## What to work on
From the top of the records below, return each line exactly, ending with the line that contains "cannot be established.".

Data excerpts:
───

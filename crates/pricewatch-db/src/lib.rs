use pricewatch_core::AppConfig;
use sqlx::{postgres::PgPoolOptions, PgPool};
use std::time::Duration;
use thiserror::Error;

const DEFAULT_MAX_CONNECTIONS: u32 = 10;
const DEFAULT_MIN_CONNECTIONS: u32 = 1;
const DEFAULT_ACQUIRE_TIMEOUT_SECS: u64 = 10;

// Path relative to crates/pricewatch-db/Cargo.toml; resolves to <workspace-root>/migrations/
static MIGRATOR: sqlx::migrate::Migrator = sqlx::migrate!("../../migrations");

#[derive(Debug, Clone, Copy)]
pub struct PoolConfig {
    pub max_connections: u32,
    pub min_connections: u32,
    pub acquire_timeout_secs: u64,
}

impl Default for PoolConfig {
    fn default() -> Self {
        Self {
            max_connections: DEFAULT_MAX_CONNECTIONS,
            min_connections: DEFAULT_MIN_CONNECTIONS,
            acquire_timeout_secs: DEFAULT_ACQUIRE_TIMEOUT_SECS,
        }
    }
}

impl PoolConfig {
    #[must_use]
    pub fn from_app_config(config: &AppConfig) -> Self {
        Self {
            max_connections: config.db_max_connections,
            min_connections: config.db_min_connections,
            acquire_timeout_secs: config.db_acquire_timeout_secs,
        }
    }
}

#[derive(Debug, Error)]
pub enum DbError {
    #[error("record not found")]
    NotFound,
    #[error("scrape run {id} is not in '{expected_status}' status")]
    InvalidScrapeRunTransition {
        id: i64,
        expected_status: &'static str,
    },
    #[error(transparent)]
    Sqlx(#[from] sqlx::Error),
    #[error(transparent)]
    Migration(#[from] sqlx::migrate::MigrateError),
}

/// Connect to a Postgres pool using explicit URL and config.
///
/// # Errors
///
/// Returns [`sqlx::Error`] if the connection cannot be established.
pub async fn connect_pool(database_url: &str, config: PoolConfig) -> Result<PgPool, sqlx::Error> {
    PgPoolOptions::new()
        .max_connections(config.max_connections)
        .min_connections(config.min_connections)
        .acquire_timeout(Duration::from_secs(config.acquire_timeout_secs))
        .connect(database_url)
        .await
}

/// Run all pending migrations against the pool.
///
/// Returns the number of migrations that were applied.
///
/// # Errors
///
/// Returns [`sqlx::migrate::MigrateError`] if any migration fails.
pub async fn run_migrations(pool: &PgPool) -> Result<usize, sqlx::migrate::MigrateError> {
    // _sqlx_migrations does not exist on a fresh database; treat that as zero.
    let applied_before = count_applied_migrations(pool).await;
    MIGRATOR.run(pool).await?;
    let applied_after = count_applied_migrations(pool).await;

    let delta = (applied_after - applied_before).max(0);
    Ok(usize::try_from(delta).unwrap_or(0))
}

async fn count_applied_migrations(pool: &PgPool) -> i64 {
    sqlx::query_scalar::<_, i64>("SELECT COUNT(*) FROM _sqlx_migrations WHERE success = true")
        .fetch_one(pool)
        .await
        .unwrap_or(0)
}

/// Run a health check: `SELECT 1` against the pool.
///
/// # Errors
///
/// Returns [`DbError::Sqlx`] if the query fails.
pub async fn health_check(pool: &PgPool) -> Result<(), DbError> {
    sqlx::query_scalar::<_, i32>("SELECT 1")
        .fetch_one(pool)
        .await?;
    Ok(())
}


pub mod price_history;
pub mod scrape_runs;
pub mod wish_items;

pub use price_history::{insert_price_history, list_price_history, PgHistorySink, PriceHistoryRow};
pub use scrape_runs::{
    complete_scrape_run, create_scrape_run, fail_scrape_run, finish_scrape_run,
    get_scrape_run_by_public_id, list_scrape_run_failures, list_scrape_runs,
    record_scrape_run_failure, start_scrape_run, ScrapeRunFailureRow, ScrapeRunRow,
    ScrapeRunTotals,
};
pub use wish_items::{get_wish_item, insert_wish_item, list_wish_items, WishItemRow};
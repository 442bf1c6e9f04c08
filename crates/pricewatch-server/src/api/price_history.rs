use axum::{
    extract::{Query, State},
    Extension, Json,
};
use chrono::{DateTime, Utc};
use rust_decimal::Decimal;
use serde::{Deserialize, Serialize};

use crate::middleware::RequestId;

use super::{map_db_error, normalize_limit, ApiError, ApiResponse, AppState, ResponseMeta};

#[derive(Debug, Deserialize)]
pub(super) struct PriceHistoryQuery {
    pub wish_item_id: Option<i64>,
    pub limit: Option<i64>,
}

#[derive(Debug, Serialize)]
pub(super) struct PriceHistoryItem {
    wish_item_id: i64,
    wish_item_name: String,
    site: String,
    price: Decimal,
    currency_code: String,
    url_offer: String,
    installment_details: String,
    captured_at: DateTime<Utc>,
}

pub(super) async fn list_price_history(
    State(state): State<AppState>,
    Extension(req_id): Extension<RequestId>,
    Query(query): Query<PriceHistoryQuery>,
) -> Result<Json<ApiResponse<Vec<PriceHistoryItem>>>, ApiError> {
    if query.wish_item_id.is_some_and(|id| id <= 0) {
        return Err(ApiError::new(
            req_id.0,
            "validation_error",
            "wish_item_id must be positive",
        ));
    }

    let rows = pricewatch_db::list_price_history(
        &state.pool,
        query.wish_item_id,
        normalize_limit(query.limit),
    )
    .await
    .map_err(|e| map_db_error(req_id.0.clone(), &e))?;

    let data = rows
        .into_iter()
        .map(|row| PriceHistoryItem {
            wish_item_id: row.wish_item_id,
            wish_item_name: row.wish_item_name,
            site: row.site,
            price: row.price,
            currency_code: row.currency_code,
            url_offer: row.url_offer,
            installment_details: row.installment_details,
            captured_at: row.captured_at,
        })
        .collect();

    Ok(Json(ApiResponse {
        data,
        meta: ResponseMeta::new(req_id.0),
    }))
}
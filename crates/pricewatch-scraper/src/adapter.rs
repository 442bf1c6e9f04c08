//! Site adapters: one search for one term on one site, always ending in a
//! [`SiteResult`].
//!
//! A [`BrowserSiteAdapter`] drives a fresh browser session through the
//! search flow, classifies whatever goes wrong into a [`FailureKind`], and
//! releases the session on every exit path, including panics.

use std::any::Any;
use std::panic::AssertUnwindSafe;
use std::sync::Arc;
use std::time::Duration;

use async_trait::async_trait;
use futures::FutureExt;
use pricewatch_core::{AppConfig, FailureKind, Site, SiteResult};

use crate::diagnostics::DiagnosticsCapture;
use crate::error::ScraperError;
use crate::extract::{extract_page, PageExtraction};
use crate::session::{BrowserSession, SessionFactory, WaitCondition};
use crate::sites::{default_profiles, SiteProfile};

/// Searches a single site for a term.
///
/// Implementations must not panic or return errors for expected site
/// behavior; every outcome is expressed as a [`SiteResult`].
#[async_trait]
pub trait SiteAdapter: Send + Sync {
    fn site(&self) -> Site;

    async fn search(&self, term: &str) -> SiteResult;
}

/// Timeouts and limits applied to every search.
#[derive(Debug, Clone, Copy)]
pub struct SearchSettings {
    pub navigation_timeout: Duration,
    pub results_timeout: Duration,
    pub max_items_per_page: usize,
}

impl SearchSettings {
    #[must_use]
    pub fn from_app_config(config: &AppConfig) -> Self {
        Self {
            navigation_timeout: Duration::from_secs(config.scraper_navigation_timeout_secs),
            results_timeout: Duration::from_secs(config.scraper_results_timeout_secs),
            max_items_per_page: config.scraper_max_items_per_page,
        }
    }
}

pub struct BrowserSiteAdapter<F: SessionFactory> {
    profile: SiteProfile,
    sessions: Arc<F>,
    diagnostics: DiagnosticsCapture,
    settings: SearchSettings,
}

impl<F: SessionFactory> BrowserSiteAdapter<F> {
    #[must_use]
    pub fn new(
        profile: SiteProfile,
        sessions: Arc<F>,
        diagnostics: DiagnosticsCapture,
        settings: SearchSettings,
    ) -> Self {
        Self {
            profile,
            sessions,
            diagnostics,
            settings,
        }
    }

    /// The search flow proper. `Err` means an unexpected error that the
    /// caller classifies as [`FailureKind::UnknownError`].
    async fn run_search(
        &self,
        session: &mut F::Session,
        term: &str,
    ) -> Result<SiteResult, ScraperError> {
        let site = self.profile.site();
        let url = self.profile.search_url(term);
        tracing::debug!(%site, %url, "navigating to search page");

        match session
            .navigate(&url, WaitCondition::DomContentLoaded, self.settings.navigation_timeout)
            .await
        {
            Ok(()) => {}
            Err(e) if e.is_timeout() => {
                return Ok(self.missing_results(session, &e.to_string()).await);
            }
            Err(e) => return Err(e),
        }

        let appeared = session
            .wait_for_selector(self.profile.results_selector, self.settings.results_timeout)
            .await?;
        if !appeared {
            let reason = format!(
                "results did not appear within {}s",
                self.settings.results_timeout.as_secs()
            );
            return Ok(self.missing_results(session, &reason).await);
        }

        let html = session.content().await?;
        let extraction = extract_page(&html, &self.profile.rules, self.settings.max_items_per_page);

        match extraction {
            PageExtraction::NoItems => {
                let diagnostic = self
                    .diagnostics
                    .capture(session, site, FailureKind::NoProductsFound)
                    .await;
                Ok(SiteResult::failure(
                    site,
                    FailureKind::NoProductsFound,
                    Some("results page contained no product listings".to_string()),
                    Some(diagnostic),
                ))
            }
            PageExtraction::Items {
                offers,
                dropped,
                inspected,
            } => {
                tracing::debug!(
                    %site,
                    inspected,
                    extracted = offers.len(),
                    dropped = dropped.len(),
                    "results page extracted"
                );
                Ok(SiteResult::success(site, offers))
            }
        }
    }

    /// Results never showed up: tell a soft block apart from a slow or empty
    /// page, then capture diagnostics under the final classification.
    async fn missing_results(&self, session: &mut F::Session, reason: &str) -> SiteResult {
        let site = self.profile.site();
        let blocked = match session.content().await {
            Ok(html) => self.profile.soft_block.is_soft_blocked(&html),
            Err(e) => {
                tracing::debug!(%site, error = %e, "page unreadable while classifying missing results");
                false
            }
        };

        let (kind, message) = if blocked {
            (
                FailureKind::CaptchaDetected,
                "soft block page served instead of results".to_string(),
            )
        } else {
            (FailureKind::ResultsNotFound, reason.to_string())
        };

        let diagnostic = self.diagnostics.capture(session, site, kind).await;
        SiteResult::failure(site, kind, Some(message), Some(diagnostic))
    }

    async fn unknown_failure(&self, session: &mut F::Session, message: String) -> SiteResult {
        let site = self.profile.site();
        let diagnostic = self
            .diagnostics
            .capture(session, site, FailureKind::UnknownError)
            .await;
        SiteResult::failure(site, FailureKind::UnknownError, Some(message), Some(diagnostic))
    }
}

#[async_trait]
impl<F> SiteAdapter for BrowserSiteAdapter<F>
where
    F: SessionFactory + 'static,
{
    fn site(&self) -> Site {
        self.profile.site()
    }

    async fn search(&self, term: &str) -> SiteResult {
        let site = self.site();

        let mut session = match self.sessions.acquire().await {
            Ok(session) => session,
            Err(e) => {
                tracing::warn!(%site, error = %e, "failed to start browser session");
                return SiteResult::failure(
                    site,
                    FailureKind::UnknownError,
                    Some(e.to_string()),
                    None,
                );
            }
        };

        let outcome = AssertUnwindSafe(self.run_search(&mut session, term))
            .catch_unwind()
            .await;
        let result = match outcome {
            Ok(Ok(result)) => result,
            Ok(Err(e)) => self.unknown_failure(&mut session, e.to_string()).await,
            Err(payload) => {
                let message = format!("search panicked: {}", panic_message(payload.as_ref()));
                self.unknown_failure(&mut session, message).await
            }
        };

        session.release().await;

        match &result {
            SiteResult::Success { offers, .. } => {
                tracing::info!(%site, term, offers = offers.len(), "site search succeeded");
            }
            SiteResult::Failure(failure) => {
                tracing::warn!(
                    %site,
                    term,
                    kind = %failure.kind,
                    message = failure.message.as_deref().unwrap_or_default(),
                    "site search failed"
                );
            }
        }
        result
    }
}

/// Best-effort text of a caught panic payload.
pub(crate) fn panic_message(payload: &(dyn Any + Send)) -> String {
    if let Some(s) = payload.downcast_ref::<&str>() {
        (*s).to_string()
    } else if let Some(s) = payload.downcast_ref::<String>() {
        s.clone()
    } else {
        "non-string panic payload".to_string()
    }
}

/// Builds one adapter per supported site, all sharing `sessions`.
///
/// # Errors
///
/// Returns [`ScraperError`] if a site profile fails to build.
pub fn build_adapters<F>(
    sessions: Arc<F>,
    diagnostics: &DiagnosticsCapture,
    settings: SearchSettings,
) -> Result<Vec<Arc<dyn SiteAdapter>>, ScraperError>
where
    F: SessionFactory + 'static,
{
    Ok(default_profiles()?
        .into_iter()
        .map(|profile| {
            Arc::new(BrowserSiteAdapter::new(
                profile,
                Arc::clone(&sessions),
                diagnostics.clone(),
                settings,
            )) as Arc<dyn SiteAdapter>
        })
        .collect())
}

#[cfg(test)]
#[path = "adapter_test.rs"]
mod tests;
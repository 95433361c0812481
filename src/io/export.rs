//! Export per-timestamp predictions to CSV.
//!
//! The export is meant to be easy to consume in spreadsheets or downstream scripts.

use std::fs::File;
use std::io::Write;
use std::path::Path;

use crate::domain::PredictionRow;
use crate::error::AppError;

pub const PREDICTIONS_HEADER: [&str; 4] = ["timestamp", "actual", "predicted", "residual"];

/// Write predictions to a CSV file.
pub fn write_predictions_csv(path: &Path, rows: &[PredictionRow]) -> Result<(), AppError> {
    let file = File::create(path)
        .map_err(|e| AppError::input(format!("Failed to create export CSV '{}': {e}", path.display())))?;
    write_predictions(file, rows)
        .map_err(|e| AppError::input(format!("Failed to write export CSV '{}': {e}", path.display())))
}

/// Values are written with four decimals; timestamps as RFC 3339.
pub fn write_predictions<W: Write>(writer: W, rows: &[PredictionRow]) -> Result<(), csv::Error> {
    let mut w = csv::Writer::from_writer(writer);
    w.write_record(PREDICTIONS_HEADER)?;
    for r in rows {
        w.write_record([
            r.timestamp.to_rfc3339(),
            format!("{:.4}", r.actual),
            format!("{:.4}", r.predicted),
            format!("{:.4}", r.residual),
        ])?;
    }
    w.flush()?;
    Ok(())
}

#[cfg(test)]
mod tests {
    use super::*;
    use chrono::{FixedOffset, TimeZone};

    #[test]
    fn empty_predictions_write_only_the_header() {
        let mut buf = Vec::new();
        write_predictions(&mut buf, &[]).unwrap();
        assert_eq!(String::from_utf8(buf).unwrap(), "timestamp,actual,predicted,residual\n");
    }

    #[test]
    fn writes_header_and_rows() {
        let ts = FixedOffset::west_opt(5 * 3600).unwrap().with_ymd_and_hms(2008, 6, 1, 12, 0, 0).unwrap();
        let rows = vec![PredictionRow {
            timestamp: ts,
            actual: 100.0,
            predicted: 90.5,
            residual: 9.5,
        }];

        let mut buf = Vec::new();
        write_predictions(&mut buf, &rows).unwrap();
        let text = String::from_utf8(buf).unwrap();
        let lines: Vec<&str> = text.lines().collect();
        assert_eq!(lines[0], "timestamp,actual,predicted,residual");
        assert_eq!(lines[1], "2008-06-01T12:00:00-05:00,100.0000,90.5000,9.5000");
        assert_eq!(lines.len(), 2);
    }
}
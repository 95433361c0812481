//! Domain types used throughout the pipeline.
//!
//! This module defines:
//!
//! - the time-keyed `Table` / `Record` pair
//! - lag specifications and feature column names
//! - run configuration and the portable model file

pub mod table;
pub mod types;

pub use table::*;
pub use types::*;
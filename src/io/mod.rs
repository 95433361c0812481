//! Input/output helpers.
//!
//! - CSV ingest of load and weather files (`ingest`)
//! - predictions CSV export (`export`)
//! - model JSON read/write (`model`)

pub mod export;
pub mod ingest;
pub mod model;

pub use export::*;
pub use ingest::*;
pub use model::*;
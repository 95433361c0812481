//! Linear baseline: `load = intercept + Σ coefficient_i · feature_i`.

use nalgebra::{DMatrix, RowDVector};

use crate::domain::LinearParams;
use crate::error::AppError;
use crate::models::LoadPredictor;

#[derive(Debug, Clone, PartialEq)]
pub struct LinearModel {
    pub intercept: f64,
    pub coefficients: Vec<f64>,
}

impl LinearModel {
    pub fn to_params(&self) -> LinearParams {
        LinearParams {
            intercept: self.intercept,
            coefficients: self.coefficients.clone(),
        }
    }

    pub fn from_params(p: &LinearParams) -> Result<Self, AppError> {
        if p.coefficients.is_empty() {
            return Err(AppError::input("Linear model has no coefficients."));
        }
        Ok(Self {
            intercept: p.intercept,
            coefficients: p.coefficients.clone(),
        })
    }
}

impl LoadPredictor for LinearModel {
    fn predict(&self, features: &DMatrix<f64>) -> Result<RowDVector<f64>, AppError> {
        if features.nrows() != self.coefficients.len() {
            return Err(AppError::input(format!(
                "Linear model expects {} feature rows, got {}.",
                self.coefficients.len(),
                features.nrows()
            )));
        }
        Ok(RowDVector::from_iterator(
            features.ncols(),
            features.column_iter().map(|col| {
                self.intercept
                    + col
                        .iter()
                        .zip(&self.coefficients)
                        .map(|(x, b)| x * b)
                        .sum::<f64>()
            }),
        ))
    }
}

#[cfg(test)]
mod tests {
    use super::*;

    #[test]
    fn predicts_per_column() {
        let m = LinearModel {
            intercept: 1.0,
            coefficients: vec![2.0, -1.0],
        };
        let x = DMatrix::from_row_slice(2, 2, &[1.0, 3.0, 4.0, 0.0]);
        let y = m.predict(&x).unwrap();
        assert_eq!(y[0], 1.0 + 2.0 - 4.0);
        assert_eq!(y[1], 1.0 + 6.0);
    }
}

───

## Reply to the task
filename crates/pricewatch-db/src/lib.rs
use pricewatch_core::AppConfig;
use sqlx::{postgres::PgPoolOptions, PgPool};
use std::time::Duration;
use thiserror::Error;

const DEFAULT_MAX_CONNECTIONS: u32 = 10;
const DEFAULT_MIN_CONNECTIONS: u32 = 1;
const DEFAULT_ACQUIRE_TIMEOUT_SECS: u64 = 10;

// Path relative to crates/pricewatch-db/Cargo.toml; resolves to <workspace-root>/migrations/
static MIGRATOR: sqlx::migrate::Migrator = sqlx::migrate!("../../migrations");

#[derive(Debug, Clone, Copy)]
pub struct PoolConfig {
    pub max_connections: u32,
    pub min_connections: u32,
    pub acquire_timeout_secs: u64,
}

impl Default for PoolConfig {
    fn default() -> Self {
        Self {
            max_connections: DEFAULT_MAX_CONNECTIONS,
            min_connections: DEFAULT_MIN_CONNECTIONS,
            acquire_timeout_secs: DEFAULT_ACQUIRE_TIMEOUT_SECS,
        }
    }
}

impl PoolConfig {
    #[must_use]
    pub fn from_app_config(config: &AppConfig) -> Self {
        Self {
            max_connections: config.db_max_connections,
            min_connections: config.db_min_connections,
            acquire_timeout_secs: config.db_acquire_timeout_secs,
        }
    }
}

#[derive(Debug, Error)]
pub enum DbError {
    #[error("record not found")]
    NotFound,
    #[error("scrape run {id} is not in '{expected_status}' status")]
    InvalidScrapeRunTransition {
        id: i64,
        expected_status: &'static str,
    },
    #[error(transparent)]
    Sqlx(#[from] sqlx::Error),
    #[error(transparent)]
    Migration(#[from] sqlx::migrate::MigrateError),
}

/// Connect to a Postgres pool using explicit URL and config.
///
/// # Errors
///
/// Returns [`sqlx::Error`] if the connection cannot be established.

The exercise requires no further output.